◆ The problem: The listing has to be given again in full and exactly.

◆ Data to examine:
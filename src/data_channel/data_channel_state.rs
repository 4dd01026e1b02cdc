use std::fmt;

/// DataChannelState indicates the state of a data channel.
#[derive(Default, Debug, Copy, Clone, PartialEq, Eq)]
pub enum RTCDataChannelState {
    #[default]
    Unspecified,

    /// Connecting indicates that the data channel is being established.
    Connecting,

    /// Open indicates that communication is possible.
    Open,

    /// Closing indicates that the channel started to shut down.
    Closing,

    /// Closed indicates that the channel has been closed or could not be
    /// established.
    Closed,
}

const DATA_CHANNEL_STATE_CONNECTING_STR: &str = "connecting";
const DATA_CHANNEL_STATE_OPEN_STR: &str = "open";
const DATA_CHANNEL_STATE_CLOSING_STR: &str = "closing";
const DATA_CHANNEL_STATE_CLOSED_STR: &str = "closed";

impl From<&str> for RTCDataChannelState {
    fn from(raw: &str) -> Self {
        match raw {
            DATA_CHANNEL_STATE_CONNECTING_STR => RTCDataChannelState::Connecting,
            DATA_CHANNEL_STATE_OPEN_STR => RTCDataChannelState::Open,
            DATA_CHANNEL_STATE_CLOSING_STR => RTCDataChannelState::Closing,
            DATA_CHANNEL_STATE_CLOSED_STR => RTCDataChannelState::Closed,
            _ => RTCDataChannelState::Unspecified,
        }
    }
}

impl fmt::Display for RTCDataChannelState {
    fn fmt(&self, f: &mut fmt::Formatter<'_>) -> fmt::Result {
        let s = match *self {
            RTCDataChannelState::Connecting => DATA_CHANNEL_STATE_CONNECTING_STR,
            RTCDataChannelState::Open => DATA_CHANNEL_STATE_OPEN_STR,
            RTCDataChannelState::Closing => DATA_CHANNEL_STATE_CLOSING_STR,
            RTCDataChannelState::Closed => DATA_CHANNEL_STATE_CLOSED_STR,
            RTCDataChannelState::Unspecified => crate::UNSPECIFIED_STR,
        };
        write!(f, "{s}")
    }
}
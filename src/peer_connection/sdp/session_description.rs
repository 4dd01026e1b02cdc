use serde::{Deserialize, Serialize};

use super::sdp_type::RTCSdpType;

/// SessionDescription is used to expose local and remote session descriptions.
///
/// The `sdp` body is opaque here; parsing it is left to the engine.
///
/// ## Specifications
///
/// * [MDN]
/// * [W3C]
///
/// [MDN]: https://developer.mozilla.org/en-US/docs/Web/API/RTCSessionDescription
/// [W3C]: https://w3c.github.io/webrtc-pc/#rtcsessiondescription-class
#[derive(Default, Debug, Clone, PartialEq, Eq, Serialize, Deserialize)]
pub struct RTCSessionDescription {
    #[serde(rename = "type")]
    pub sdp_type: RTCSdpType,

    pub sdp: String,
}

impl RTCSessionDescription {
    /// Given SDP representing an offer, wrap it in an RTCSessionDescription.
    pub fn offer(sdp: String) -> RTCSessionDescription {
        RTCSessionDescription {
            sdp_type: RTCSdpType::Offer,
            sdp,
        }
    }

    /// Given SDP representing an answer, wrap it in an RTCSessionDescription.
    pub fn answer(sdp: String) -> RTCSessionDescription {
        RTCSessionDescription {
            sdp_type: RTCSdpType::Answer,
            sdp,
        }
    }
}
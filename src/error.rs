use std::future::Future;
use std::pin::Pin;

use thiserror::Error;

pub type Result<T> = std::result::Result<T, Error>;

pub type OnErrorHdlrFn =
    Box<dyn (FnMut(Error) -> Pin<Box<dyn Future<Output = ()> + Send + 'static>>) + Send + Sync>;

#[derive(Debug, Error)]
pub enum Error {
    /// ErrAlreadyEnded indicates an operation on a sender or receiver that
    /// has already ended.
    #[error("track handle already ended")]
    ErrAlreadyEnded,

    /// ErrConnectionClosed indicates an operation executed after the
    /// transport has already been closed.
    #[error("transport closed")]
    ErrConnectionClosed,

    /// ErrInvalidTrack indicates that a track is not usable as a media source,
    /// either because it has already ended or because it carries no media kind.
    #[error("invalid media stream track")]
    ErrInvalidTrack,

    /// ErrNoOpReplace indicates that replace was called with the track the
    /// sender is already using.
    #[error("do not need to replace the same track")]
    ErrNoOpReplace,

    /// ErrKindMismatch indicates that the replacing track is of a different
    /// kind than the current one.
    #[error("can not replace a track with a different kind of track")]
    ErrKindMismatch,

    /// ErrNotAnOffer indicates that an offer payload did not embed an offer
    /// session description.
    #[error("received SDP is not an offer")]
    ErrNotAnOffer,

    /// ErrNotAnAnswer indicates that an answer payload did not embed an
    /// answer session description.
    #[error("received SDP is not an answer")]
    ErrNotAnAnswer,

    /// ErrOfferGenerationFailed indicates that the engine did not produce an
    /// offer session description.
    #[error("can't generate offer SDP")]
    ErrOfferGenerationFailed,

    /// ErrAnswerGenerationFailed indicates that no local answer description
    /// resulted from handling a remote offer.
    #[error("can't generate answer SDP")]
    ErrAnswerGenerationFailed,

    /// ErrUnsupportedOperation indicates that the engine can not perform the
    /// requested operation.
    #[error("operation not supported by the peer connection engine")]
    ErrUnsupportedOperation,

    /// ErrDirectiveDropped indicates that a coordinator dropped a directive
    /// without resolving or rejecting it.
    #[error("directive dropped before completion")]
    ErrDirectiveDropped,

    /// ErrUnknownTrackIndex indicates that a directive addressed a track
    /// index which is not owned by the coordinator.
    #[error("unknown track index")]
    ErrUnknownTrackIndex,

    /// ErrNoTurnCredentials indicates that a TURN server URL was provided
    /// without required credentials.
    #[error("turn server credentials required")]
    ErrNoTurnCredentials,

    /// ErrSignalingChannelNotOpen indicates that a message was sent on the
    /// signaling channel before it opened or after it closed.
    #[error("signaling channel not open")]
    ErrSignalingChannelNotOpen,

    #[error("SerdeError: {0}")]
    ErrSerde(#[from] serde_json::Error),

    /// ErrEngine carries an opaque failure reported by the peer connection engine.
    #[error("EngineError: {0}")]
    ErrEngine(String),

    #[error("Other errors: {0}")]
    ErrOthers(String),
}

impl Error {
    pub fn new(msg: String) -> Self {
        Error::ErrOthers(msg)
    }
}

/// flatten_errs flattens multiple errors into one
pub fn flatten_errs(errs: Vec<impl Into<Error>>) -> Result<()> {
    if errs.is_empty() {
        Ok(())
    } else {
        let errs_strs: Vec<String> = errs.into_iter().map(|e| e.into().to_string()).collect();
        Err(Error::new(errs_strs.join("\n")))
    }
}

◆ Exercise result:
filename src/data_channel/data_channel_state.rs
repository 4dd01026e1b02cdc
use std::fmt;

/// DataChannelState indicates the state of a data channel.
#[derive(Default, Debug, Copy, Clone, PartialEq, Eq)]
pub enum RTCDataChannelState {
    #[default]
    Unspecified,

    /// Connecting indicates that the data channel is being established.
    Connecting,

    /// Open indicates that communication is possible.
    Open,

    /// Closing indicates that the channel started to shut down.
    Closing,

    /// Closed indicates that the channel has been closed or could not be
    /// established.
    Closed,
}

const DATA_CHANNEL_STATE_CONNECTING_STR: &str = "connecting";
const DATA_CHANNEL_STATE_OPEN_STR: &str = "open";
const DATA_CHANNEL_STATE_CLOSING_STR: &str = "closing";
const DATA_CHANNEL_STATE_CLOSED_STR: &str = "closed";

impl From<&str> for RTCDataChannelState {
    fn from(raw: &str) -> Self {
        match raw {
            DATA_CHANNEL_STATE_CONNECTING_STR => RTCDataChannelState::Connecting,
            DATA_CHANNEL_STATE_OPEN_STR => RTCDataChannelState::Open,
            DATA_CHANNEL_STATE_CLOSING_STR => RTCDataChannelState::Closing,
            DATA_CHANNEL_STATE_CLOSED_STR => RTCDataChannelState::Closed,
            _ => RTCDataChannelState::Unspecified,
        }
    }
}

impl fmt::Display for RTCDataChannelState {
    fn fmt(&self, f: &mut fmt::Formatter<'_>) -> fmt::Result {
        let s = match *self {
            RTCDataChannelState::Connecting => DATA_CHANNEL_STATE_CONNECTING_STR,
            RTCDataChannelState::Open => DATA_CHANNEL_STATE_OPEN_STR,
            RTCDataChannelState::Closing => DATA_CHANNEL_STATE_CLOSING_STR,
            RTCDataChannelState::Closed => DATA_CHANNEL_STATE_CLOSED_STR,
            RTCDataChannelState::Unspecified => crate::UNSPECIFIED_STR,
        };
        write!(f, "{s}")
    }
}
filename src/peer_connection/sdp/session_description.rs
repository 4dd01026e1b02cdc
use serde::{Deserialize, Serialize};

use super::sdp_type::RTCSdpType;

/// SessionDescription is used to expose local and remote session descriptions.
///
/// The `sdp` body is opaque here; parsing it is left to the engine.
///
/// ## Specifications
///
/// * [MDN]
/// * [W3C]
///
/// [MDN]: https://developer.mozilla.org/en-US/docs/Web/API/RTCSessionDescription
/// [W3C]: https://w3c.github.io/webrtc-pc/#rtcsessiondescription-class
#[derive(Default, Debug, Clone, PartialEq, Eq, Serialize, Deserialize)]
pub struct RTCSessionDescription {
    #[serde(rename = "type")]
    pub sdp_type: RTCSdpType,

    pub sdp: String,
}

impl RTCSessionDescription {
    /// Given SDP representing an offer, wrap it in an RTCSessionDescription.
    pub fn offer(sdp: String) -> RTCSessionDescription {
        RTCSessionDescription {
            sdp_type: RTCSdpType::Offer,
            sdp,
        }
    }

    /// Given SDP representing an answer, wrap it in an RTCSessionDescription.
    pub fn answer(sdp: String) -> RTCSessionDescription {
        RTCSessionDescription {
            sdp_type: RTCSdpType::Answer,
            sdp,
        }
    }
}
filename src/error.rs
use std::future::Future;
use std::pin::Pin;

use thiserror::Error;

pub type Result<T> = std::result::Result<T, Error>;

pub type OnErrorHdlrFn =
    Box<dyn (FnMut(Error) -> Pin<Box<dyn Future<Output = ()> + Send + 'static>>) + Send + Sync>;

#[derive(Debug, Error)]
pub enum Error {
    /// ErrAlreadyEnded indicates an operation on a sender or receiver that
    /// has already ended.
    #[error("track handle already ended")]
    ErrAlreadyEnded,

    /// ErrConnectionClosed indicates an operation executed after the
    /// transport has already been closed.
    #[error("transport closed")]
    ErrConnectionClosed,

    /// ErrInvalidTrack indicates that a track is not usable as a media source,
    /// either because it has already ended or because it carries no media kind.
    #[error("invalid media stream track")]
    ErrInvalidTrack,

    /// ErrNoOpReplace indicates that replace was called with the track the
    /// sender is already using.
    #[error("do not need to replace the same track")]
    ErrNoOpReplace,

    /// ErrKindMismatch indicates that the replacing track is of a different
    /// kind than the current one.
    #[error("can not replace a track with a different kind of track")]
    ErrKindMismatch,

    /// ErrNotAnOffer indicates that an offer payload did not embed an offer
    /// session description.
    #[error("received SDP is not an offer")]
    ErrNotAnOffer,

    /// ErrNotAnAnswer indicates that an answer payload did not embed an
    /// answer session description.
    #[error("received SDP is not an answer")]
    ErrNotAnAnswer,

    /// ErrOfferGenerationFailed indicates that the engine did not produce an
    /// offer session description.
    #[error("can't generate offer SDP")]
    ErrOfferGenerationFailed,

    /// ErrAnswerGenerationFailed indicates that no local answer description
    /// resulted from handling a remote offer.
    #[error("can't generate answer SDP")]
    ErrAnswerGenerationFailed,

    /// ErrUnsupportedOperation indicates that the engine can not perform the
    /// requested operation.
    #[error("operation not supported by the peer connection engine")]
    ErrUnsupportedOperation,

    /// ErrDirectiveDropped indicates that a coordinator dropped a directive
    /// without resolving or rejecting it.
    #[error("directive dropped before completion")]
    ErrDirectiveDropped,

    /// ErrUnknownTrackIndex indicates that a directive addressed a track
    /// index which is not owned by the coordinator.
    #[error("unknown track index")]
    ErrUnknownTrackIndex,

    /// ErrNoTurnCredentials indicates that a TURN server URL was provided
    /// without required credentials.
    #[error("turn server credentials required")]
    ErrNoTurnCredentials,

    /// ErrSignalingChannelNotOpen indicates that a message was sent on the
    /// signaling channel before it opened or after it closed.
    #[error("signaling channel not open")]
    ErrSignalingChannelNotOpen,

    #[error("SerdeError: {0}")]
    ErrSerde(#[from] serde_json::Error),

    /// ErrEngine carries an opaque failure reported by the peer connection engine.
    #[error("EngineError: {0}")]
    ErrEngine(String),

    #[error("Other errors: {0}")]
    ErrOthers(String),
}

impl Error {
    pub fn new(msg: String) -> Self {
        Error::ErrOthers(msg)
    }
}

/// flatten_errs flattens multiple errors into one
pub fn flatten_errs(errs: Vec<impl Into<Error>>) -> Result<()> {
    if errs.is_empty() {
        Ok(())
    } else {
        let errs_strs: Vec<String> = errs.into_iter().map(|e| e.into().to_string()).collect();
        Err(Error::new(errs_strs.join("\n")))
    }
}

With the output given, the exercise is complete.